Scalping is not unlike day trading in which a trader will open a position and then close it again during the current trading session; in other words never carrying a position into another trading period or holding a position overnight.
Whereas a day trader may look to take a position once or twice, or even a few times a day, scalpers are much more frenetic and try to skim really small profits multiple times in a session. And whereas a day trader may trade off the five-minute and the minute charts, scalpers will often trade off of tick charts and one-minute charts. In particular, some scalpers like to try and catch the high-velocity moves that occur around the time of the release of economic data and other important news events, such as the release of the employment statistics or GDP releases if that is what is high on the economic agenda.
Scalpers like to try and scalp between five and 10 pips from each trade they make and to repeat this process over and over throughout the day. Using high leverage and making trades with just a few pips profit at a time can add up, especially if your trades are profitable and can be repeated many times over the course of the day. You have to have the temperament to be a scalper.
You cannot take your eye off the ball when you are trying to scalp a small move, such as five pips at a time. Even if you think you have the temperament to sit in front of the computer all day, or all night if you are an insomniac, you must be the kind of person who can react very quickly without analyzing your every move.
There is no time to think. This is especially true in order to cut a position if it should move against you by even two or three pips.
The Difference Between Market Making and Scalping Scalping is somewhat similar to what market makers do who trade around the spread. When a market maker buys a position he is immediately seeking to offset that position and capture the spread.
Although the two types of investors serve different purposes, this is what a market maker does all day long. This is not referring to those bank traders who take proprietary positions for the bank. The difference between a market maker and a scalper, though, is very important to understand.
A market maker earns the spread, while a scalper pays the spread. So when a scalper buys on the ask and sells on the bid, he has to wait for the market to move enough to cover the spread he has just paid.
In the converse, the market maker sells on the ask and buys on the bid, thus immediately gaining a pip or two as profit for making the market. Thus, the risk of a market maker compared with a scalper, although they are both seeking to be in and out of positions very quickly and very often, is much better for the market maker than the scalper.
Market makers love scalpers because they trade often and they pay the spread, which means that the more the scalper trades the more the market maker will earn the one or two pips from the spread.
The Pros and Cons of Scalping Scalping is very fast paced. If you like the action and like to focus on one or two minute charts, then scalping may be for you. If you have the temperament to react quickly, and have no compunction in taking very quick losses, not more than two or three pips, then scalping may be for you. But if you like to analyze and think through each decision you make, perhaps you are not suited to scalp.
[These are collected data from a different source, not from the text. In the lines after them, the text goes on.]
//! `std` bindings for the controller traits.

use std::env;
use std::io::{self, ErrorKind, Read, Write};
use std::net::{Shutdown, SocketAddr, TcpStream};
use std::process::{self, Command};
use std::thread;
use std::time::{Duration, Instant};

use controller_core::clock::Clock;
use controller_core::network::{
    Endpoint, LinkStatus, Transport, TransportError, WifiCredentials, WifiLink,
};
use controller_core::sequence::WakeTimer;
use controller_core::transition::PowerControl;
use controller_core::trigger::TriggerLine;

use crate::retained::REBOOT_MARKER;
use crate::transcript::{SharedTranscript, TranscriptRole};

/// Time the simulated access point takes to accept an association.
pub const SIMULATED_ASSOCIATION: Duration = Duration::from_millis(250);

const CONNECT_TIMEOUT: Duration = Duration::from_secs(5);
/// How long a read waits before reporting "no data yet".
const READ_POLL: Duration = Duration::from_millis(1);
const SEGMENT: usize = 1460;

pub struct HostClock {
    started_at: Instant,
}

impl HostClock {
    pub fn new(started_at: Instant) -> Self {
        Self { started_at }
    }
}

impl Clock for HostClock {
    fn now_ms(&self) -> u64 {
        u64::try_from(self.started_at.elapsed().as_millis()).unwrap_or(u64::MAX)
    }

    async fn delay(&mut self, duration: Duration) {
        thread::sleep(duration);
    }
}

/// Trigger that writes its edges to the transcript.
pub struct ConsoleTrigger {
    transcript: SharedTranscript,
}

impl ConsoleTrigger {
    pub fn new(transcript: SharedTranscript) -> Self {
        Self { transcript }
    }
}

impl TriggerLine for ConsoleTrigger {
    fn set_high(&mut self) {
        self.transcript
            .borrow_mut()
            .note(TranscriptRole::Trigger, "trigger rise");
    }

    fn set_low(&mut self) {
        self.transcript
            .borrow_mut()
            .note(TranscriptRole::Trigger, "trigger fall");
    }
}

/// Access point that accepts any credentials after a fixed latency.
pub struct SimulatedLink {
    transcript: SharedTranscript,
    associating_since: Option<Instant>,
    latency: Duration,
}

impl SimulatedLink {
    pub fn new(transcript: SharedTranscript, latency: Duration) -> Self {
        Self {
            transcript,
            associating_since: None,
            latency,
        }
    }
}

impl WifiLink for SimulatedLink {
    async fn begin(&mut self, credentials: WifiCredentials<'_>) -> LinkStatus {
        self.transcript.borrow_mut().note(
            TranscriptRole::Host,
            &format!("associating with `{}`", credentials.ssid),
        );
        self.associating_since = Some(Instant::now());
        LinkStatus::Connecting
    }

    async fn status(&mut self) -> LinkStatus {
        match self.associating_since {
            Some(since) if since.elapsed() >= self.latency => LinkStatus::Connected,
            Some(_) => LinkStatus::Connecting,
            None => LinkStatus::Idle,
        }
    }

    async fn disconnect(&mut self) {
        self.associating_since = None;
    }
}

/// Blocking TCP client with a short read timeout standing in for the
/// radio's "no data yet" reads.
pub struct TcpTransport {
    stream: Option<TcpStream>,
    buffer: [u8; SEGMENT],
    filled: usize,
    consumed: usize,
}

impl TcpTransport {
    pub fn new() -> Self {
        Self {
            stream: None,
            buffer: [0; SEGMENT],
            filled: 0,
            consumed: 0,
        }
    }

    fn connect(endpoint: Endpoint) -> io::Result<TcpStream> {
        let addr = SocketAddr::from((endpoint.ip(), endpoint.port));
        let stream = TcpStream::connect_timeout(&addr, CONNECT_TIMEOUT)?;
        stream.set_read_timeout(Some(READ_POLL))?;
        stream.set_nodelay(true)?;
        Ok(stream)
    }
}

impl Default for TcpTransport {
    fn default() -> Self {
        Self::new()
    }
}

pub fn transport_error(err: &io::Error) -> TransportError {
    match err.kind() {
        ErrorKind::ConnectionRefused => TransportError::Refused,
        ErrorKind::TimedOut | ErrorKind::WouldBlock => TransportError::TimedOut,
        ErrorKind::NetworkUnreachable => TransportError::NoRoute,
        _ => TransportError::Unreachable,
    }
}

impl Transport for TcpTransport {
    async fn open(&mut self, endpoint: Endpoint) -> Result<(), TransportError> {
        self.filled = 0;
        self.consumed = 0;
        match Self::connect(endpoint) {
            Ok(stream) => {
                self.stream = Some(stream);
                Ok(())
            }
            Err(err) => {
                self.stream = None;
                Err(transport_error(&err))
            }
        }
    }

    async fn read_byte(&mut self) -> Option<u8> {
        if self.consumed == self.filled {
            let stream = self.stream.as_mut()?;
            match stream.read(&mut self.buffer) {
                Ok(count) if count > 0 => {
                    self.filled = count;
                    self.consumed = 0;
                }
                _ => return None,
            }
        }

        let byte = self.buffer[self.consumed];
        self.consumed += 1;
        Some(byte)
    }

    async fn write(&mut self, data: &[u8]) -> usize {
        match self.stream.as_mut() {
            Some(stream) => stream.write_all(data).map_or(0, |()| data.len()),
            None => 0,
        }
    }

    async fn close(&mut self) {
        if let Some(stream) = self.stream.take() {
            let _ = stream.shutdown(Shutdown::Both);
        }
        self.filled = 0;
        self.consumed = 0;
    }
}

/// Light sleep blocks the thread; deep sleep and restart re-execute the
/// process, leaving only the cursor file behind.
pub struct HostPower {
    transcript: SharedTranscript,
}

impl HostPower {
    pub fn new(transcript: SharedTranscript) -> Self {
        Self { transcript }
    }

    fn reboot(&mut self, reason: &str) -> ! {
        let error = {
            let mut transcript = self.transcript.borrow_mut();
            transcript.note(TranscriptRole::Host, &format!("{reason}: re-executing"));
            let _ = transcript.flush();
            match env::current_exe() {
                Ok(exe) => relaunch(
                    Command::new(exe)
                        .args(env::args_os().skip(1))
                        .env(REBOOT_MARKER, reason),
                ),
                Err(err) => err,
            }
        };
        eprintln!("Failed to re-execute emulator: {error}");
        process::exit(1)
    }
}

#[cfg(unix)]
fn relaunch(command: &mut Command) -> io::Error {
    use std::os::unix::process::CommandExt;

    command.exec()
}

#[cfg(not(unix))]
fn relaunch(command: &mut Command) -> io::Error {
    match command.status() {
        Ok(status) => process::exit(status.code().unwrap_or(1)),
        Err(err) => err,
    }
}

impl PowerControl for HostPower {
    async fn light_sleep(&mut self, wake: WakeTimer) {
        thread::sleep(wake.duration());
    }

    fn deep_sleep(&mut self, wake: WakeTimer) -> ! {
        thread::sleep(wake.duration());
        self.reboot("deep sleep")
    }

    fn restart(&mut self) -> ! {
        self.reboot("restart")
    }
}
How to Set Up for Scalping Setting up to be a scalper requires that you have very good, reliable access to the market makers with a platform that allows for very fast buying or selling.
Usually the platform will have a buy button and a sell button for each of the currency pairs, so that all the trader has to do is hit the appropriate button to either enter or exit a position. In liquid markets, the execution can take place in a fraction of a second. As a trader, it is up to you to research and understand the broker agreement and just what your responsibilities would be and just what responsibilities the broker has.
You must pay attention to how much margin is required and what the broker will do if positions go against you, which might even mean an automatic liquidation of your account if you are too highly leveraged. Read the small print. Different brokers may offer different platforms, therefore you should always open a practice account and practice with the platform until you are completely comfortable using it.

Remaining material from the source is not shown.